Autumn: Not a Complex Matter
“People need to stop looking at ‘living green’ as an all or nothing way of life,” declares Program Analyst Autumn Jones. “The definition of sustainability is framing your decisions based on the future, so if you can do something small every day, it can start a domino effect.”
Autumn is no stranger to the clean movement. She studied environmental psychology and social justice as an undergraduate at James Madison University, then educated visitors of the Philadelphia Zoo on animal conservation and sustainability practices as a part of her graduate program at Saint Joseph’s University. While putting items in the correct disposal bins is a great starting point for living more sustainably, Autumn goes above and beyond to do her part and show others her enthusiasm. “I compost in a way people probably wouldn’t expect: Snails.” Autumn’s three snails, Ficus, Fern, and Philodendron, break down her food scraps, or “complex matter,” and turn them into “simple matter” that can be used as soil for plants. “They’re nature’s decomposers!” Autumn elates.
If Autumn could give one piece of advice to our audience, she would tell people to watch out for ‘energy vampire’ lights. “Some devices that use plugs—even when they’re not in use and turned off—emit a tiny LED light, which tell you they are still using power,” Autumn explains. “Look around your house, you’ll be amazed at how many there are.” By unplugging these devices, Autumn has noticed a significant decrease in her electric bill, making her practices easier on the environment and easier on her wallet.
Sarah: Sustainability on a Budget
As one of her rotations in the ASHG-NHGRI Genetics Education and Engagement Fellowship, Sarah Robbins recently joined the Ripple Effect team as a Science Policy Fellow, and brought her passion for making a difference with her. “During my first few days at Ripple, I realized you all were still using Keurig K-Cups and that really surprised me,” Sarah explains. “K-cups aren’t recyclable, so it’s much more sustainable to just make a large pot of coffee for everyone.” While our methods for making that morning cup of coffee leaves room for improvement (read Ian’s section below to learn how we’ve since addressed that), Sarah believes that recycling should be a last effort to make a difference, since it relies on industrial processes. “Your main goal should be to reduce and reuse. I think people forget about those elements of sustainability.”

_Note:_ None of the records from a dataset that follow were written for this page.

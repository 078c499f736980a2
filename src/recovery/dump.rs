//! Request capture for panic reports.
//!
//! The body has to be read before the handler consumes it, so
//! [`snapshot`] buffers it up front (when its size is known to fit the
//! limit) and hands the handler a replayed copy. The text dump is only
//! rendered if the handler actually panics.
//!
//! A body that fails while being buffered is handed to the handler as a
//! body that yields that same error, so the handler sees the failure it
//! would have seen unwrapped.

use std::fmt::Write;
use std::pin::Pin;
use std::task::{Context, Poll};

use axum::body::{Body, HttpBody};
use axum::extract::Request;
use bytes::Bytes;
use http::{HeaderMap, Method, Uri, Version};
use hyper::body::Frame;

/// Largest body buffered for the dump, in bytes.
pub const DEFAULT_MAX_DUMP_BODY: usize = 1_048_576;

#[derive(Debug, Clone)]
pub struct RequestSnapshot {
    pub method: Method,
    pub uri: Uri,
    pub version: Version,
    pub headers: HeaderMap,
    pub body: Option<Bytes>,
    /// True when the body is not part of the dump: it could exceed the
    /// limit, or reading it failed.
    pub body_skipped: bool,
}

impl RequestSnapshot {
    /// Render in HTTP/1 wire style: request line, headers, blank line, body.
    #[must_use]
    pub fn render(&self) -> String {
        let mut out = String::new();
        // write! to String is infallible
        let _ = write!(out, "{} {} {:?}\r\n", self.method, self.uri, self.version);
        for (name, value) in &self.headers {
            let _ = write!(
                out,
                "{}: {}\r\n",
                name,
                String::from_utf8_lossy(value.as_bytes())
            );
        }
        out.push_str("\r\n");

        match &self.body {
            Some(body) => out.push_str(&String::from_utf8_lossy(body)),
            None if self.body_skipped => out.push_str("<body not captured>"),
            None => {}
        }
        out
    }
}

/// Buffer the request body if it fits `limit` and return the request
/// rebuilt around the buffered bytes together with its snapshot.
///
/// Never fails: a body that cannot be read is left out of the snapshot
/// and the handler receives its read error instead.
pub async fn snapshot(request: Request, limit: usize) -> (Request, RequestSnapshot) {
    let (parts, body) = request.into_parts();

    let fits = body
        .size_hint()
        .upper()
        .is_some_and(|upper| usize::try_from(upper).is_ok_and(|n| n <= limit));

    let (body, captured) = if fits {
        match axum::body::to_bytes(body, limit).await {
            Ok(bytes) => (Body::from(bytes.clone()), Some(bytes)),
            Err(e) => {
                tracing::debug!(error = %e, "request body could not be buffered for dump");
                (Body::new(ReadFailed(Some(e))), None)
            }
        }
    } else {
        (body, None)
    };
    let body_skipped = captured.is_none();

    let snapshot = RequestSnapshot {
        method: parts.method.clone(),
        uri: parts.uri.clone(),
        version: parts.version,
        headers: parts.headers.clone(),
        body: captured.filter(|b| !b.is_empty()),
        body_skipped,
    };

    (Request::from_parts(parts, body), snapshot)
}

/// Replays a buffering failure: the first frame is the original error.
struct ReadFailed(Option<axum::Error>);

impl HttpBody for ReadFailed {
    type Data = Bytes;
    type Error = axum::Error;

    fn poll_frame(
        self: Pin<&mut Self>,
        _cx: &mut Context<'_>,
    ) -> Poll<Option<Result<Frame<Bytes>, axum::Error>>> {
        Poll::Ready(self.get_mut().0.take().map(Err))
    }

    fn is_end_stream(&self) -> bool {
        self.0.is_none()
    }
}

#[cfg(test)]
mod tests {
    use super::*;

    fn request(body: Body) -> Request {
        Request::builder()
            .method(Method::POST)
            .uri("/orders?id=7")
            .header("content-type", "application/json")
            .body(body)
            .unwrap()
    }

    #[tokio::test]
    async fn small_body_is_captured_and_replayed() {
        let (request, snap) = snapshot(request(Body::from(r#"{"qty":2}"#)), 1024).await;

        assert_eq!(
            snap.render(),
            "POST /orders?id=7 HTTP/1.1\r\ncontent-type: application/json\r\n\r\n{\"qty\":2}"
        );

        let replayed = axum::body::to_bytes(request.into_body(), 1024).await.unwrap();
        assert_eq!(&replayed[..], br#"{"qty":2}"#);
    }

    #[tokio::test]
    async fn oversized_body_is_left_untouched() {
        let (request, snap) = snapshot(request(Body::from("0123456789")), 4).await;

        assert!(snap.body.is_none());
        assert!(snap.render().ends_with("\r\n\r\n<body not captured>"));

        let passed = axum::body::to_bytes(request.into_body(), 1024).await.unwrap();
        assert_eq!(&passed[..], b"0123456789");
    }

    #[tokio::test]
    async fn read_error_reaches_the_handler() {
        use http_body_util::{Full, Limited};

        let failing = Body::new(Limited::new(Full::new(Bytes::from_static(b"hello")), 2));
        let (request, snap) = snapshot(request(failing), 1024).await;

        assert!(snap.body.is_none());
        assert!(snap.render().ends_with("\r\n\r\n<body not captured>"));
        assert!(axum::body::to_bytes(request.into_body(), 1024).await.is_err());
    }

    #[tokio::test]
    async fn empty_body_renders_headers_only() {
        let (_, snap) = snapshot(request(Body::empty()), 1024).await;
        assert!(snap.render().ends_with("application/json\r\n\r\n"));
    }
}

“I think one of the biggest challenges in living sustainably is the lack of affordable, eco-friendly alternatives to incorporate into our everyday routines,” Sarah notes. “Most people can’t afford a Tesla or even the luxury of organic food, and that’s a huge problem.” That’s why Sarah admires efforts by institutions to make big changes, like the University of Maryland – College Park, where numerous LEED-certified buildings conserve energy and the student-founded Food Recovery Network collects uneaten dining hall food and donates it to local hunger-fighting nonprofits. Today, this organization has 230 chapters across the nation.
But even small changes in daily lifestyles can save energy or reduce waste. Sarah has been inspired by one specific Rippler: “I want to give a shout out to Amanda Crinks,” Ripple’s Senior Project Manager, Sarah says. “[Amanda] always takes the stairs instead of using the elevator when moving throughout the building, and now I’m motivated to do the same! It just goes to show how anyone can be the change,” she reflects. We couldn’t agree more.
Ian: Simple Second Chances
“I understand why Sarah was so surprised about Ripple still using K-Cups,” Market Intelligence Analyst Ian Cohen describes. “I’ve been talking about how we need to find a way to recycle them since I got here!” While he loves Ripple’s real glassware and silverware in lieu of plastic and paper products, Ian is always looking for ways to improve the status quo and make our office greener. Yet his commitment to adopting sustainable processes stretches beyond the walls of Ripple’s headquarters.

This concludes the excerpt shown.